Sky rappresenta e verosimilmente rappresenterà anche in futuro una nicchia, un’ampia nicchia, di pubblico, a sua volta sparpagliato in una miriade di canali, tra i quali i sei-sette tradizionali. L’impressione adesso è che Murdoch tutti i suoi assi li abbia già calati, sfornando un’informazione moderna e dinamica, offrendo tutto il calcio possibile immaginabile, mondiali compresi, e puntando anche a produzioni di fiction di qualità, come Romanzo Criminale. Il tutto, in un contesto privilegiato, e cioè in un regime di assoluto monopolio satellitare, con un decoder e un sistema di codifica proprietari e con una concorrenza digitale terrestre che solo da poco ha timidamente cominciato a farsi sentire. Ma la timidezza svanirà molto presto. Nel giro di un semestre in città come Roma e Napoli verrà definitivamente spento il segnale analogico, lasciando ai telespettatori un’alternativa secca: o digitale terrestre (ormai incorporato in tutti i nuovi televisori) o parabola satellitare. Va da sé che, per semplicità e per continuità di abitudini, gran parte del pubblico che ancora oggi conosce solo la tv tradizionale transiterà sul digitale terrestre, sdoganandolo definitivamente. Ma non è tutto, perché l’attacco più pesante a Sky lo sta sferrando Tivù Sat, il progetto di televisione satellitare che Rai, Mediaset e Telecom Italia sono state inizialmente “costrette” a mettere in piedi per raggiungere anche le zone montane che non saranno mai coperte dal segnale digitale terrestre e che rappresenta adesso un vero spauracchio per Murdoch.

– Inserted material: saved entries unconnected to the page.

//! Per-field diff directives.
//!
//! A tag is a comma-separated list of `key=value` pairs read from a field
//! annotation (the `diff` annotation by default):
//!
//! ```text
//! name=Owner                      report the field under another name
//! -            ignore=true        never compare the field
//! presence=true                   the field holds per-field "is set" flags
//! sort=true                       sort scalar slices before comparing
//! indexBy=id   indexBy=.          match slice elements by key
//! itemSeparator=,                 decode a string into a list
//! pairDelimiter=AND|OR            decode a string into key/value pairs
//! pairSeparator=:                 separator inside a pair (default `=`)
//! whitespace=[|]                  literals removed from decoded parts
//! precision=2                     compare floats rounded to 2 decimals
//! timeLayout=%Y-%m-%d             compare times at this resolution
//! nullifyEmpty=true               treat zero values as absent
//! ```
//!
//! Keys are case-insensitive. A single bare token is a rename, and `$coma`
//! inside a value stands for a literal comma.

use chrono::format::{Item, StrftimeItems};
use serde::Serialize;

use crate::config::DiffConfig;
use crate::error::{DiffError, DiffResult};

/// Parsed field directives.
#[derive(Clone, Debug, Default, PartialEq, Eq, Serialize)]
#[serde(rename_all = "camelCase")]
pub struct Tag {
    #[serde(skip_serializing_if = "Option::is_none")]
    pub name: Option<String>,
    pub ignore: bool,
    pub presence: bool,
    #[serde(skip_serializing_if = "Option::is_none")]
    pub index_by: Option<String>,
    #[serde(skip_serializing_if = "Option::is_none")]
    pub time_layout: Option<String>,
    #[serde(skip_serializing_if = "Option::is_none")]
    pub precision: Option<u32>,
    #[serde(skip_serializing_if = "Option::is_none")]
    pub whitespace: Option<String>,
    #[serde(skip_serializing_if = "Option::is_none")]
    pub pair_separator: Option<String>,
    #[serde(skip_serializing_if = "Option::is_none")]
    pub pair_delimiter: Option<String>,
    #[serde(skip_serializing_if = "Option::is_none")]
    pub item_separator: Option<String>,
    pub sort: bool,
    #[serde(skip_serializing_if = "Option::is_none")]
    pub nullify_empty: Option<bool>,
}

impl Tag {
    /// Parse a tag string. The empty string yields the default tag.
    pub fn parse(tag: &str) -> DiffResult<Self> {
        let mut parsed = Tag::default();
        let trimmed = tag.trim();
        if trimmed == "-" {
            parsed.ignore = true;
            return Ok(parsed);
        }

        for element in trimmed.split(',') {
            let element = element.replace("$coma", ",");
            let element = element.trim();
            if element.is_empty() {
                continue;
            }
            let Some((key, value)) = element.split_once('=') else {
                if element.eq_ignore_ascii_case("ignore") {
                    parsed.ignore = true;
                } else {
                    parsed.name = Some(element.to_string());
                }
                continue;
            };
            let value = value.trim();
            match key.trim().to_ascii_lowercase().as_str() {
                "presence" => parsed.presence = parse_bool(tag, key, value)?,
                "ignore" => parsed.ignore = parse_bool(tag, key, value)?,
                "sort" => parsed.sort = parse_bool(tag, key, value)?,
                "nullifyempty" => parsed.nullify_empty = Some(parse_bool(tag, key, value)?),
                "name" => parsed.name = Some(non_empty(tag, key, value)?),
                "indexby" => parsed.index_by = Some(non_empty(tag, key, value)?),
                "whitespace" => parsed.whitespace = Some(non_empty(tag, key, value)?),
                "pairseparator" => parsed.pair_separator = Some(non_empty(tag, key, value)?),
                "pairdelimiter" => parsed.pair_delimiter = Some(non_empty(tag, key, value)?),
                "itemseparator" => parsed.item_separator = Some(non_empty(tag, key, value)?),
                "precision" => {
                    let precision = value.parse::<u32>().map_err(|e| {
                        DiffError::invalid_tag(tag, format!("invalid precision {value:?}: {e}"))
                    })?;
                    parsed.precision = Some(precision);
                }
                "timelayout" => {
                    let layout = non_empty(tag, key, value)?;
                    validate_layout(tag, &layout)?;
                    parsed.time_layout = Some(layout);
                }
                other => {
                    return Err(DiffError::invalid_tag(tag, format!("unknown key {other:?}")));
                }
            }
        }
        Ok(parsed)
    }

    /// Returns `true` if the tag turns a string into a list or a map.
    pub fn is_decodable(&self) -> bool {
        self.pair_delimiter.is_some() || self.item_separator.is_some()
    }

    /// Returns `true` if a differ built with this tag compares values
    /// differently from one built with `baseline`.
    ///
    /// Naming, ignoring, presence and nullification are applied by the
    /// enclosing struct, so they do not count.
    pub fn compares_unlike(&self, baseline: &Tag) -> bool {
        self.is_decodable()
            || self.sort != baseline.sort
            || self.index_by != baseline.index_by
            || self.precision != baseline.precision
            || self.time_layout != baseline.time_layout
            || self.whitespace != baseline.whitespace
    }

    /// Fill omitted values from the configuration.
    pub fn init(mut self, config: &DiffConfig) -> Self {
        if self.nullify_empty.is_none() {
            self.nullify_empty = config.nullify_empty;
        }
        if self.time_layout.is_none() {
            self.time_layout = config.time_layout.clone();
        }
        if self.pair_delimiter.is_some() && self.pair_separator.is_none() {
            self.pair_separator = Some("=".to_string());
        }
        self
    }

    /// Whether zero values are treated as absent.
    pub fn nullifies(&self) -> bool {
        self.nullify_empty == Some(true)
    }

    /// The tag used for the values of a decoded pair map: the same
    /// directives minus the pair decoding itself.
    pub fn without_pairs(&self) -> Self {
        Self {
            pair_delimiter: None,
            pair_separator: None,
            ..self.clone()
        }
    }

    /// Trim a decoded part and strip every configured whitespace literal.
    pub fn remove_whitespace(&self, value: &str) -> String {
        let mut value = value.trim().to_string();
        if let Some(whitespace) = &self.whitespace {
            for literal in whitespace.split('|').filter(|l| !l.is_empty()) {
                value = value.replace(literal, "");
            }
        }
        value
    }
}

fn parse_bool(tag: &str, key: &str, value: &str) -> DiffResult<bool> {
    match value {
        "1" | "t" | "T" | "true" | "TRUE" | "True" => Ok(true),
        "0" | "f" | "F" | "false" | "FALSE" | "False" => Ok(false),
        _ => Err(DiffError::invalid_tag(
            tag,
            format!("{} expects a boolean, got {value:?}", key.trim()),
        )),
    }
}

fn non_empty(tag: &str, key: &str, value: &str) -> DiffResult<String> {
    if value.is_empty() {
        return Err(DiffError::invalid_tag(
            tag,
            format!("{} requires a value", key.trim()),
        ));
    }
    Ok(value.to_string())
}

fn validate_layout(tag: &str, layout: &str) -> DiffResult<()> {
    if StrftimeItems::new(layout).any(|item| matches!(item, Item::Error)) {
        return Err(DiffError::invalid_tag(
            tag,
            format!("invalid time layout {layout:?}"),
        ));
    }
    Ok(())
}
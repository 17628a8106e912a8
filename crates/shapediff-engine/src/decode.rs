//! Delimited strings compared as the lists or maps they encode.
//!
//! `itemSeparator=,` turns `"a, b, c"` into `["a", "b", "c"]`;
//! `pairDelimiter=AND|OR,pairSeparator=:` turns `"k1:v1 AND k2:v2"` into
//! `{k1: v1, k2: v2}`. The decoded value is handed to an ordinary slice or
//! map differ.

use std::collections::BTreeMap;

use shapediff_types::{ChangeType, Path, ScalarKind, Shape, Value};

use crate::error::{AccessError, AccessResult, DiffResult};
use crate::program::{Builder, Compiled, Cx, NodeId};
use crate::tag::Tag;

/// Splits text on any of a set of alternative delimiters.
///
/// Delimiters match case-insensitively. A delimiter that begins or ends with
/// a word character only matches at a word boundary, so `AND` never splits
/// `BRAND`.
#[derive(Clone, Debug, PartialEq, Eq)]
pub(crate) struct Splitter {
    delimiters: Vec<String>,
}

impl Splitter {
    /// Alternatives are separated by `|`.
    pub(crate) fn new(alternatives: &str) -> Self {
        let mut delimiters: Vec<String> = alternatives
            .split('|')
            .filter(|d| !d.is_empty())
            .map(str::to_string)
            .collect();
        delimiters.sort_by(|a, b| b.len().cmp(&a.len()));
        Self { delimiters }
    }

    /// Trimmed, non-empty parts of `text`.
    pub(crate) fn split<'t>(&self, text: &'t str) -> Vec<&'t str> {
        let mut parts = Vec::new();
        let mut start = 0;
        let mut at = 0;
        while at < text.len() {
            match self.match_at(text, at) {
                Some(len) => {
                    parts.push(&text[start..at]);
                    at += len;
                    start = at;
                }
                None => {
                    at += text[at..].chars().next().map_or(1, char::len_utf8);
                }
            }
        }
        parts.push(&text[start..]);
        parts
            .into_iter()
            .map(str::trim)
            .filter(|p| !p.is_empty())
            .collect()
    }

    fn match_at(&self, text: &str, at: usize) -> Option<usize> {
        self.delimiters.iter().find_map(|delimiter| {
            let candidate = text.get(at..at + delimiter.len())?;
            if !candidate.eq_ignore_ascii_case(delimiter) {
                return None;
            }
            let starts_word = delimiter.chars().next().is_some_and(is_word);
            let ends_word = delimiter.chars().last().is_some_and(is_word);
            if starts_word && text[..at].chars().next_back().is_some_and(is_word) {
                return None;
            }
            if ends_word && text[at + delimiter.len()..].chars().next().is_some_and(is_word) {
                return None;
            }
            Some(delimiter.len())
        })
    }
}

fn is_word(c: char) -> bool {
    c.is_alphanumeric() || c == '_'
}

#[derive(Clone, Debug)]
enum Decoder {
    List {
        items: Splitter,
    },
    Pairs {
        entries: Splitter,
        separator: String,
    },
}

/// Decodes both sides, then compares the decoded values.
pub(crate) struct DecodingDiffer {
    decoder: Decoder,
    tag: Tag,
    inner: NodeId,
}

impl DecodingDiffer {
    pub(crate) fn build(builder: &mut Builder<'_>, tag: &Tag) -> DiffResult<Self> {
        if let Some(delimiter) = &tag.pair_delimiter {
            let decoded = Shape::map(Shape::Scalar(ScalarKind::String), Shape::Dynamic);
            let inner = builder.node(&decoded, &decoded, &tag.without_pairs())?;
            return Ok(Self {
                decoder: Decoder::Pairs {
                    entries: Splitter::new(delimiter),
                    separator: tag.pair_separator.clone().unwrap_or_else(|| "=".to_string()),
                },
                tag: tag.clone(),
                inner,
            });
        }
        let separator = tag.item_separator.as_deref().unwrap_or(",");
        let decoded = Shape::list(Shape::Scalar(ScalarKind::String));
        let inner = builder.node(&decoded, &decoded, tag)?;
        Ok(Self {
            decoder: Decoder::List {
                items: Splitter::new(separator),
            },
            tag: tag.clone(),
            inner,
        })
    }

    pub(crate) fn diff(
        &self,
        program: &Compiled,
        cx: &mut Cx<'_>,
        path: &Path,
        from: &Value,
        to: &Value,
        change: ChangeType,
    ) {
        let decoded = self.decode(from).and_then(|from| Ok((from, self.decode(to)?)));
        match decoded {
            Ok((from, to)) => program.run(self.inner, cx, path, &from, &to, change),
            Err(e) => cx.error(path.clone(), e),
        }
    }

    fn decode(&self, value: &Value) -> AccessResult<Value> {
        let text = match value {
            Value::Null => return Ok(Value::Null),
            Value::String(text) => text,
            other => return Err(AccessError::NotAString { found: other.kind() }),
        };
        let decoded = match &self.decoder {
            Decoder::List { items } => Value::List(
                items
                    .split(text)
                    .into_iter()
                    .map(|item| self.tag.remove_whitespace(item))
                    .filter(|item| !item.is_empty())
                    .map(Value::String)
                    .collect(),
            ),
            Decoder::Pairs { entries, separator } => Value::Map(
                entries
                    .split(text)
                    .into_iter()
                    .filter_map(|entry| entry.split_once(separator.as_str()))
                    .map(|(key, value)| {
                        (
                            self.tag.remove_whitespace(key),
                            Value::String(self.tag.remove_whitespace(value)),
                        )
                    })
                    .collect::<BTreeMap<_, _>>(),
            ),
        };
        Ok(decoded)
    }
}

Tivù Sat, infatti, utilizza un sistema di codifica non compatibile con quello della pay tv attuale e minaccia seriamente di fare sparire dal bouquet di Sky il segnale delle tre reti Rai, delle tre reti Mediaset e di La7. Non solo: in un futuro non lontanissimo potrebbe anche contendere a Sky i diritti televisivi del calcio e quelli di alcune major cinematografiche, magari utilizzando ancora la fortunata formula del “paghi solo quello che vedi” con smart card a scalare o con miniabbonamenti ben più abbordabili di quello di Sky. Murdoch, per ora, ha risposto al fuoco realizzando Sky Uno, destinata probabilmente a occupare il canale 101 sul telecomando al posto dell’ammiraglia Rai, e mostrando interesse per un possibile futuro ingresso anche nel mercato della tv digitale terrestre: segno che tutti gli equilibri stanno per cambiare.